= Required action =
From the line that includes "origins are not" to the closing line of the data, please transcribe every line exactly and add nothing.

= Task input =

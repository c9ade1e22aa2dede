/**
 * Server Initialization
 *
 * Assembles the application: database pool, broadcast channel, stores,
 * mutation service, router, and the outer middleware layers.
 *
 * # Initialization Steps
 *
 * 1. Connect to the database and run migrations (fatal on failure)
 * 2. Create the process-wide broadcast channel
 * 3. Wire the stores and the task mutation service
 * 4. Build the router and wrap it with CORS and request tracing
 */

use std::sync::Arc;

use axum::http::{header, HeaderValue, Method};
use axum::Router;
use tower_http::cors::CorsLayer;
use tower_http::trace::TraceLayer;

use crate::auth::users::PgUserStore;
use crate::realtime::broadcast::event_channel;
use crate::routes::router::create_router;
use crate::server::config::{connect_database, ServerConfig};
use crate::server::state::AppState;
use crate::tasks::service::TaskService;
use crate::tasks::store::PgTaskStore;

/// Create and configure the application router.
///
/// A database failure here propagates to the caller; startup without
/// storage is not survivable.
pub async fn create_app(config: &ServerConfig) -> Result<Router, sqlx::Error> {
    tracing::info!("Initializing boardsync server");

    let pool = connect_database(&config.database_url).await?;

    let events = event_channel();
    let tasks = TaskService::new(Arc::new(PgTaskStore::new(pool.clone())), events.clone());

    let state = AppState {
        users: Arc::new(PgUserStore::new(pool)),
        tasks,
        events,
        jwt_secret: Arc::from(config.jwt_secret.as_str()),
        secure_cookies: config.secure_cookies,
    };

    let origin = config
        .allowed_origin
        .parse::<HeaderValue>()
        .unwrap_or_else(|_| {
            tracing::warn!(
                "ALLOWED_ORIGIN {:?} is not a valid origin, falling back to the default",
                config.allowed_origin
            );
            HeaderValue::from_static("http://localhost:5173")
        });

    // Credentialed CORS for the browser client; wildcard origins are not
    // allowed together with credentials.
    let cors = CorsLayer::new()
        .allow_origin(origin)
        .allow_methods([Method::GET, Method::POST, Method::PUT, Method::DELETE])
        .allow_headers([header::AUTHORIZATION, header::CONTENT_TYPE])
        .allow_credentials(true);

    let app = create_router(state)
        .layer(cors)
        .layer(TraceLayer::new_for_http());

    tracing::info!("Router configured");
    Ok(app)
}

= Answer box =
    // Credentialed CORS for the browser client; wildcard origins are not
    // allowed together with credentials.
    let cors = CorsLayer::new()
        .allow_origin(origin)
        .allow_methods([Method::GET, Method::POST, Method::PUT, Method::DELETE])
        .allow_headers([header::AUTHORIZATION, header::CONTENT_TYPE])
        .allow_credentials(true);

    let app = create_router(state)
        .layer(cors)
        .layer(TraceLayer::new_for_http());

    tracing::info!("Router configured");
    Ok(app)
}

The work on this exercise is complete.